Apparently the brothers Abner and Harper Willis have stirred up a kerfuffle over a piece one of them wrote for Time magazine. They front the Indie Rock band Two Lights and in the article shared what the experience of being an up and coming band in this day and age encompasses, warts and all. Where the message of this piece seems to have gone awry with many people is that the message “it is really hard to make it and it is not what you think once you get there” has been flipped to read “we spent a bunch of money where is our rock superstardom?” which I do not believe was the original intent of the article.
I came across the article in a much read blog I subscribe to and then read a couple of the accompanying articles linked to it which pretty much painted the band as rich kids who were whining, which is not the case if you really read the article from a musician’s standpoint. Also if you are a musician, just starting out, this is a good place to start reading if you are considering entering the field of rock star, performer, musician, or whatever you want to call it.
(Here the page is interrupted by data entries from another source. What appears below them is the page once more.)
//! Terminal rendering of formatted blocks and status updates.

use std::fmt::Write as _;

use taskwatch_core::{
    download_path, DownloadLink, FormattedBlock, Inline, RichText, SnapshotView, StatusUpdate,
    Table, TaskStatus,
};
use taskwatch_engine::ReqwestTransport;
use unicode_width::UnicodeWidthStr;
use url::Url;

const BOLD: &str = "\x1b[1m";
const ITALIC: &str = "\x1b[3m";
const RED: &str = "\x1b[31m";
const GREEN: &str = "\x1b[32m";
const RESET: &str = "\x1b[0m";

#[derive(Debug, Clone)]
pub struct Renderer {
    styled: bool,
    downloads: Option<ReqwestTransport>,
}

impl Renderer {
    /// `styled` turns on ANSI attributes. Download links resolve against the server behind
    /// `downloads`; without one they are printed as given.
    pub fn new(styled: bool, downloads: Option<ReqwestTransport>) -> Self {
        Self { styled, downloads }
    }

    pub fn render_update(&self, update: &StatusUpdate, view: &SnapshotView) -> String {
        let mut out = format!("[{}] {}\n", update.seq, self.status_label(view.status));
        out.push_str(&self.render_blocks(&view.blocks));
        if let Some(download) = &view.download {
            let _ = writeln!(
                out,
                "Download {}: {}",
                download.filename,
                self.download_location(&download.filename, &download.url)
            );
        }
        out
    }

    pub fn render_blocks(&self, blocks: &[FormattedBlock]) -> String {
        let mut out = String::new();
        for block in blocks {
            match block {
                FormattedBlock::Paragraph(text) => {
                    out.push_str(&self.inline(text));
                    out.push('\n');
                }
                FormattedBlock::Blank => out.push('\n'),
                FormattedBlock::Table(table) => out.push_str(&self.table(table)),
                FormattedBlock::DownloadLink(link) => out.push_str(&self.link(link)),
            }
        }
        out
    }

    fn status_label(&self, status: TaskStatus) -> String {
        let label = status.to_string().to_uppercase();
        if !self.styled {
            return label;
        }
        match status {
            TaskStatus::Completed => format!("{BOLD}{GREEN}{label}{RESET}"),
            TaskStatus::Failed => format!("{BOLD}{RED}{label}{RESET}"),
            TaskStatus::Pending | TaskStatus::Processing => format!("{BOLD}{label}{RESET}"),
        }
    }

    fn inline(&self, text: &RichText) -> String {
        if !self.styled {
            return text.plain_text();
        }
        let mut out = String::new();
        for span in text.spans() {
            match span {
                Inline::Text(value) => out.push_str(value),
                Inline::Strong(value) => {
                    let _ = write!(out, "{BOLD}{value}{RESET}");
                }
                Inline::Emphasis(value) => {
                    let _ = write!(out, "{ITALIC}{value}{RESET}");
                }
            }
        }
        out
    }

    fn table(&self, table: &Table) -> String {
        let mut widths = vec![0usize; table.width()];
        for row in table.header.iter().chain(table.rows.iter()) {
            for (width, cell) in widths.iter_mut().zip(row) {
                *width = (*width).max(cell.plain_text().width());
            }
        }

        let mut out = String::new();
        if let Some(header) = &table.header {
            out.push_str(&self.table_row(header, &widths, true));
            let rule = widths
                .iter()
                .map(|width| "-".repeat(*width))
                .collect::<Vec<_>>()
                .join("-+-");
            let _ = writeln!(out, "|-{rule}-|");
        }
        for row in &table.rows {
            out.push_str(&self.table_row(row, &widths, false));
        }
        out
    }

    fn table_row(&self, row: &[RichText], widths: &[usize], header: bool) -> String {
        let cells = row
            .iter()
            .zip(widths)
            .map(|(cell, width)| {
                let padding = " ".repeat(width.saturating_sub(cell.plain_text().width()));
                let text = self.inline(cell);
                if header && self.styled {
                    format!("{BOLD}{text}{RESET}{padding}")
                } else {
                    format!("{text}{padding}")
                }
            })
            .collect::<Vec<_>>();
        format!("| {} |\n", cells.join(" | "))
    }

    fn link(&self, link: &DownloadLink) -> String {
        let url = self.download_location(&link.filename, &link.url);
        if self.styled {
            format!("{BOLD}{}{RESET} ({}) <{url}>\n", link.filename, link.ticket)
        } else {
            format!("{} ({}) <{url}>\n", link.filename, link.ticket)
        }
    }

    /// The server's own download route is rebuilt from the filename so it keeps the base
    /// path and escapes the name. Other relative links hang off the base path.
    fn download_location(&self, filename: &str, url: &str) -> String {
        let Some(transport) = &self.downloads else {
            return url.to_string();
        };
        if url == download_path(filename) {
            if let Ok(resolved) = transport.download_url(filename) {
                return resolved.to_string();
            }
        }
        if Url::parse(url).is_ok() {
            return url.to_string();
        }
        let mut base = transport.base_url().clone();
        if !base.path().ends_with('/') {
            let path = format!("{}/", base.path());
            base.set_path(&path);
        }
        base.join(url.trim_start_matches('/'))
            .map(|joined| joined.to_string())
            .unwrap_or_else(|_| url.to_string())
    }
}

#[cfg(test)]
mod tests {
    use super::*;
    use pretty_assertions::assert_eq;
    use taskwatch_core::{format, StatusSnapshot, TextFormatter};
    use taskwatch_engine::TransportSettings;

    fn against(base_url: &str) -> Renderer {
        let transport = ReqwestTransport::new(TransportSettings {
            base_url: base_url.into(),
            ..TransportSettings::default()
        })
        .unwrap();
        Renderer::new(false, Some(transport))
    }

    fn plain() -> Renderer {
        against("http://reports.local:8000/")
    }

    fn completed_with(data: &str) -> (StatusUpdate, SnapshotView) {
        let snapshot: StatusSnapshot = serde_json::from_str(&format!(
            r#"{{"status":"completed","message":"Done","data":{data}}}"#
        ))
        .unwrap();
        let view = SnapshotView::from_snapshot(&snapshot, &TextFormatter::new());
        let update = StatusUpdate {
            seq: 4,
            snapshot,
            synthesized: false,
        };
        (update, view)
    }

    #[test]
    fn plain_rendering_drops_markers() {
        let out = plain().render_blocks(&format("**bold** and *soft*"));
        assert_eq!(out, "bold and soft\n");
    }

    #[test]
    fn styled_rendering_uses_ansi() {
        let out = Renderer::new(true, None).render_blocks(&format("**bold** *soft*"));
        assert_eq!(out, "\x1b[1mbold\x1b[0m \x1b[3msoft\x1b[0m\n");
    }

    #[test]
    fn tables_align_by_display_width() {
        let out = plain().render_blocks(&format("|名前|n|\n|-|-|\n|ab|12345|"));
        assert_eq!(
            out,
            "| 名前 | n     |\n|------+-------|\n| ab   | 12345 |\n"
        );
    }

    #[test]
    fn download_links_are_absolute() {
        let out = plain().render_blocks(&format(
            "🎉 操作完成！Jira 工单 T-1 的文件已成功下载为 'T 1.xlsx'",
        ));
        assert!(
            out.ends_with("T 1.xlsx (T-1) <http://reports.local:8000/api/download/T%201.xlsx>\n"),
            "{out}"
        );
    }

    #[test]
    fn update_shows_status_and_download() {
        let (update, view) =
            completed_with(r#"{"result":"ok","file":"r.csv","download_ready":true}"#);

        let out = plain().render_update(&update, &view);
        assert_eq!(
            out,
            "[4] COMPLETED\nDone\n\nFinal result: ok\nFile: r.csv\nDownload r.csv: http://reports.local:8000/api/download/r.csv\n"
        );
    }

    #[test]
    fn download_links_keep_base_path_and_escape_names() {
        let renderer = against("http://host:8000/veeva/");
        let out = renderer.render_blocks(&format(
            "🎉 操作完成！Jira 工单 T-9 的文件已成功下载为 'r#1.xlsx'",
        ));
        assert!(
            out.ends_with("r#1.xlsx (T-9) <http://host:8000/veeva/api/download/r%231.xlsx>\n"),
            "{out}"
        );

        let (update, view) =
            completed_with(r#"{"file":"r#1.xlsx","download_ready":true}"#);
        let out = renderer.render_update(&update, &view);
        assert!(
            out.ends_with("Download r#1.xlsx: http://host:8000/veeva/api/download/r%231.xlsx\n"),
            "{out}"
        );
    }

    #[test]
    fn server_supplied_download_urls_stay_under_base_path() {
        let (update, view) = completed_with(
            r#"{"file":"r.csv","download_url":"/api/download/r.csv?v=2","download_ready":true}"#,
        );
        let out = against("http://host:8000/veeva").render_update(&update, &view);
        assert!(
            out.ends_with("Download r.csv: http://host:8000/veeva/api/download/r.csv?v=2\n"),
            "{out}"
        );
    }
}
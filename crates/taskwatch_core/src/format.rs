//! Turns raw status text into display blocks.
//!
//! The backend writes loosely markdown-flavoured text: pipe tables with a
//! `|---|` separator under the header, `**strong**` and `*emphasis*` spans,
//! and a fixed "operation complete" sentence that names a downloadable file.
//! Formatting never fails; anything that does not parse cleanly is kept as
//! plain text.

use std::sync::LazyLock;

use regex::Regex;

/// Route under which the backend serves downloadable files.
pub const DOWNLOAD_ROUTE: &str = "/api/download/";

/// The sentence the backend emits after it saved a Jira attachment.
///
/// Must expose `ticket` and `filename` capture groups.
pub const DEFAULT_DOWNLOAD_NOTICE: &str =
    r"🎉 操作完成！Jira 工单 (?P<ticket>.+?) 的文件已成功下载为 '(?P<filename>[^']+)'";

static STRONG: LazyLock<Regex> =
    LazyLock::new(|| Regex::new(r"\*\*(.*?)\*\*").expect("strong pattern compiles"));

static EMPHASIS: LazyLock<Regex> =
    LazyLock::new(|| Regex::new(r"\*(.*?)\*").expect("emphasis pattern compiles"));

static DEFAULT_FORMATTER: LazyLock<TextFormatter> = LazyLock::new(TextFormatter::new);

#[derive(Debug, Clone, PartialEq, Eq)]
pub enum Inline {
    Text(String),
    Strong(String),
    Emphasis(String),
}

/// A run of inline spans. Markup delimiters are dropped from the span contents.
#[derive(Debug, Clone, PartialEq, Eq, Default)]
pub struct RichText(pub Vec<Inline>);

impl RichText {
    /// Resolves `**strong**` first, then `*emphasis*` in the remaining text.
    ///
    /// Spans do not nest: `*` markers inside a strong span stay in its text, so
    /// `**total *approx* 5**` is one `Strong("total *approx* 5")`.
    pub fn parse(raw: &str) -> Self {
        let mut spans = Vec::new();
        let mut last = 0;
        for found in STRONG.find_iter(raw) {
            push_emphasis(&raw[last..found.start()], &mut spans);
            spans.push(Inline::Strong(
                raw[found.start() + 2..found.end() - 2].to_string(),
            ));
            last = found.end();
        }
        push_emphasis(&raw[last..], &mut spans);
        Self(spans)
    }

    pub fn spans(&self) -> &[Inline] {
        &self.0
    }

    pub fn is_empty(&self) -> bool {
        self.0.is_empty()
    }

    /// Text content without any markup.
    pub fn plain_text(&self) -> String {
        self.0
            .iter()
            .map(|span| match span {
                Inline::Text(text) | Inline::Strong(text) | Inline::Emphasis(text) => {
                    text.as_str()
                }
            })
            .collect()
    }

    /// Re-emits the source markup; inverse of [`RichText::parse`].
    pub fn to_markup(&self) -> String {
        let mut out = String::new();
        for span in &self.0 {
            match span {
                Inline::Text(text) => out.push_str(text),
                Inline::Strong(text) => {
                    out.push_str("**");
                    out.push_str(text);
                    out.push_str("**");
                }
                Inline::Emphasis(text) => {
                    out.push('*');
                    out.push_str(text);
                    out.push('*');
                }
            }
        }
        out
    }
}

impl From<&str> for RichText {
    /// Plain text, no markup resolution.
    fn from(text: &str) -> Self {
        if text.is_empty() {
            Self::default()
        } else {
            Self(vec![Inline::Text(text.to_string())])
        }
    }
}

fn push_emphasis(text: &str, spans: &mut Vec<Inline>) {
    let mut last = 0;
    for found in EMPHASIS.find_iter(text) {
        push_text(&text[last..found.start()], spans);
        spans.push(Inline::Emphasis(
            text[found.start() + 1..found.end() - 1].to_string(),
        ));
        last = found.end();
    }
    push_text(&text[last..], spans);
}

fn push_text(text: &str, spans: &mut Vec<Inline>) {
    if !text.is_empty() {
        spans.push(Inline::Text(text.to_string()));
    }
}

#[derive(Debug, Clone, PartialEq, Eq, Default)]
pub struct Table {
    pub header: Option<Vec<RichText>>,
    pub rows: Vec<Vec<RichText>>,
}

impl Table {
    /// Cell count shared by every row.
    pub fn width(&self) -> usize {
        self.header
            .as_ref()
            .map(Vec::len)
            .or_else(|| self.rows.first().map(Vec::len))
            .unwrap_or(0)
    }
}

#[derive(Debug, Clone, PartialEq, Eq)]
pub struct DownloadLink {
    pub ticket: String,
    pub filename: String,
    pub url: String,
}

#[derive(Debug, Clone, PartialEq, Eq)]
pub enum FormattedBlock {
    Paragraph(RichText),
    /// Single separator standing in for one or more blank lines.
    Blank,
    Table(Table),
    DownloadLink(DownloadLink),
}

impl FormattedBlock {
    pub fn as_paragraph(&self) -> Option<&RichText> {
        match self {
            FormattedBlock::Paragraph(text) => Some(text),
            _ => None,
        }
    }
}

/// Relative download path for a file the backend saved.
pub fn download_path(filename: &str) -> String {
    format!("{DOWNLOAD_ROUTE}{filename}")
}

/// Formats with the default download notice.
pub fn format(text: &str) -> Vec<FormattedBlock> {
    DEFAULT_FORMATTER.format(text)
}

#[derive(Debug, Clone)]
pub struct TextFormatter {
    download_notice: Regex,
}

impl Default for TextFormatter {
    fn default() -> Self {
        Self::new()
    }
}

impl TextFormatter {
    pub fn new() -> Self {
        Self {
            download_notice: Regex::new(DEFAULT_DOWNLOAD_NOTICE)
                .expect("download notice pattern compiles"),
        }
    }

    /// Uses a custom notice pattern. Without `ticket` and `filename` groups
    /// no download links are produced.
    pub fn with_download_notice(download_notice: Regex) -> Self {
        Self { download_notice }
    }

    pub fn format(&self, text: &str) -> Vec<FormattedBlock> {
        let lines: Vec<&str> = text.split('\n').collect();
        let mut blocks = Vec::with_capacity(lines.len());

        if !text.contains('|') {
            for line in lines {
                self.push_paragraph(line, &mut blocks);
            }
            return blocks;
        }

        let mut index = 0;
        while index < lines.len() {
            if parse_row(lines[index]).is_none() {
                self.push_line(lines[index], &mut blocks);
                index += 1;
                continue;
            }

            let start = index;
            let mut rows = Vec::new();
            while let Some(cells) = lines.get(index).copied().and_then(parse_row) {
                rows.push(cells);
                index += 1;
            }

            match build_table(&rows) {
                Some(table) if table.width() > 0 => blocks.push(FormattedBlock::Table(table)),
                Some(_) => {}
                None => {
                    for line in &lines[start..index] {
                        self.push_line(line, &mut blocks);
                    }
                }
            }
        }
        blocks
    }

    fn push_line(&self, line: &str, blocks: &mut Vec<FormattedBlock>) {
        if line.trim().is_empty() {
            if blocks.last() != Some(&FormattedBlock::Blank) {
                blocks.push(FormattedBlock::Blank);
            }
            return;
        }
        self.push_paragraph(line, blocks);
    }

    fn push_paragraph(&self, line: &str, blocks: &mut Vec<FormattedBlock>) {
        if let Some((prefix, link, suffix)) = self.split_download_notice(line) {
            if !prefix.is_empty() {
                blocks.push(FormattedBlock::Paragraph(RichText::parse(prefix)));
            }
            blocks.push(FormattedBlock::DownloadLink(link));
            if !suffix.is_empty() {
                blocks.push(FormattedBlock::Paragraph(RichText::parse(suffix)));
            }
            return;
        }
        blocks.push(FormattedBlock::Paragraph(RichText::parse(line)));
    }

    fn split_download_notice<'a>(&self, line: &'a str) -> Option<(&'a str, DownloadLink, &'a str)> {
        let captures = self.download_notice.captures(line)?;
        let ticket = captures.name("ticket")?;
        let filename = captures.name("filename")?;
        let name = filename.as_str().trim();
        if name.is_empty() {
            return None;
        }

        let prefix = &line[..filename.start()];
        let prefix = prefix.strip_suffix(is_quote).unwrap_or(prefix);
        let suffix = &line[filename.end()..];
        let suffix = suffix.strip_prefix(is_quote).unwrap_or(suffix);

        let link = DownloadLink {
            ticket: ticket.as_str().trim().to_string(),
            filename: name.to_string(),
            url: download_path(name),
        };
        Some((prefix, link, suffix))
    }
}

fn is_quote(c: char) -> bool {
    matches!(c, '\'' | '"' | '`')
}

/// Cells of a `| a | b |` line, or `None` when the line is not a table row.
fn parse_row(line: &str) -> Option<Vec<&str>> {
    let trimmed = line.trim();
    if trimmed.len() < 3 || !trimmed.starts_with('|') || !trimmed.ends_with('|') {
        return None;
    }
    let inner = &trimmed[1..trimmed.len() - 1];
    if !inner.contains('|') {
        return None;
    }
    Some(inner.split('|').map(str::trim).collect())
}

fn is_separator(cells: &[&str]) -> bool {
    !cells.is_empty()
        && cells
            .iter()
            .all(|cell| !cell.is_empty() && cell.chars().all(|c| c == '-'))
}

/// Builds a table from a run of rows; `None` when the run has no separator row.
///
/// Only the run's first row can be the header, and only when the first separator
/// directly follows it. Rows above a later separator are body rows like the rest.
fn build_table(rows: &[Vec<&str>]) -> Option<Table> {
    let first_separator = rows.iter().position(|row| is_separator(row))?;
    let header_index = (first_separator == 1).then_some(0);

    let width = match rows.iter().find(|row| !is_separator(row)) {
        Some(row) => row.len(),
        None => return Some(Table::default()),
    };

    let header = header_index.map(|index| normalize_row(&rows[index], width));
    let body = rows
        .iter()
        .enumerate()
        .filter(|(index, row)| Some(*index) != header_index && !is_separator(row))
        .map(|(_, row)| normalize_row(row, width))
        .collect();

    Some(Table { header, rows: body })
}

/// Pads short rows with empty cells and folds overflow cells into the last one.
fn normalize_row(cells: &[&str], width: usize) -> Vec<RichText> {
    let mut normalized: Vec<RichText> = cells
        .iter()
        .take(width)
        .map(|cell| RichText::parse(cell))
        .collect();
    if cells.len() > width {
        let merged = cells[width - 1..].join(" | ");
        normalized[width - 1] = RichText::parse(&merged);
    }
    normalized.resize_with(width, RichText::default);
    normalized
}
Another thing is this: go listen to their music. http://www.myspace.com/twolightsband

I did and thought it was good. It was rock n roll which is always a firm place to start in comparison to a great deal of drivel spewed out these days.

I read and re-read the article and realized that Two Lights are not saying that “look we spent $100,000 and we are mad because we are not getting what we deserve” it seems to me they are offering up a road map that used to work for musicians. (a side note is that when they come up with the sum of $100,000 it is misleading to present the issue as: they handed over $100,000 to a bunch of suits and expected them to make them stars. They begin adding it all up from the time they were kids, which is good Intel if you are a kid and even thinking about pursuing a vocation like this.) The title of the article, Want to Be a Rock Star? You’ll Need $100,000, is where the thing gets off on the wrong foot. $55,000 of this money went to lessons and gear alone. I could have clipped the gear total down a bit but I am cheap.
The major problem these guys face seem to be where they chose to live: NYC. It is expensive. I can see the point of wanting to be in a major, or the major, metropolis in the world but again this is from the “used to work” ethos. With the internet and the direct link artists have to fans it would seem like a wiser move to be somewhere else less expensive and throw your funding more heartily at your career.
This is what I would tell any young artist: reach out to your fans and make new ones, daily! The people who “used to” know how to make things work are not so good at making them work anymore. The Clive Davis and Ahmet Erteguns of the world do not fit as they once did. I find this sad because those two gentlemen alone sprung forth a ton of sonic greatness so mammoth we are still digging our way out. Yet it does not work the way it used to. First you have to believe in yourself, not listen to your detractors because they are lurking around every corner, and make great damn music. The one thing at the end of the day you can depend on is that. Great music cuts through the other entire BS that people are trying to throw out about analytics and the new improved mouse traps. Make music and you will have an audience. Put it out there to them and make them accessible to you.
I will also use this as an opportunity to rail on one other thing. People who comment on other artists but make no art themselves or are not involved in the creation of art in some capacity are weak and tired. It is so very easy to tear things down when you are not capable of building things yourself. The hacks that troll on blog comments, those that make no art, never surprise me in their internet bravery. They are generally a failed something and what comfort they find in ranking on others that are doing their thing I will never know. But then again they fuel attention to the artists which I guess is not that bad after all. So maybe I just made my own argument for their existence. I will leave it to them to fight it out under the bridge.